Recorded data
* * * *
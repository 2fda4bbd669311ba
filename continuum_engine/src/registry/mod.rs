/// Registry module - entities, typed components and destruction signals

pub mod registry;

pub use registry::{Component, Connection, DestroyCallback, Entity, ObserverOwner, Registry};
* * * *
▸ Your goal: Copy out each record word for word.

▸ Solution to this task:
repository 2fda4bbd669311ba
filename continuum_engine/src/registry/mod.rs
/// Registry module - entities, typed components and destruction signals

pub mod registry;

pub use registry::{Component, Connection, DestroyCallback, Entity, ObserverOwner, Registry};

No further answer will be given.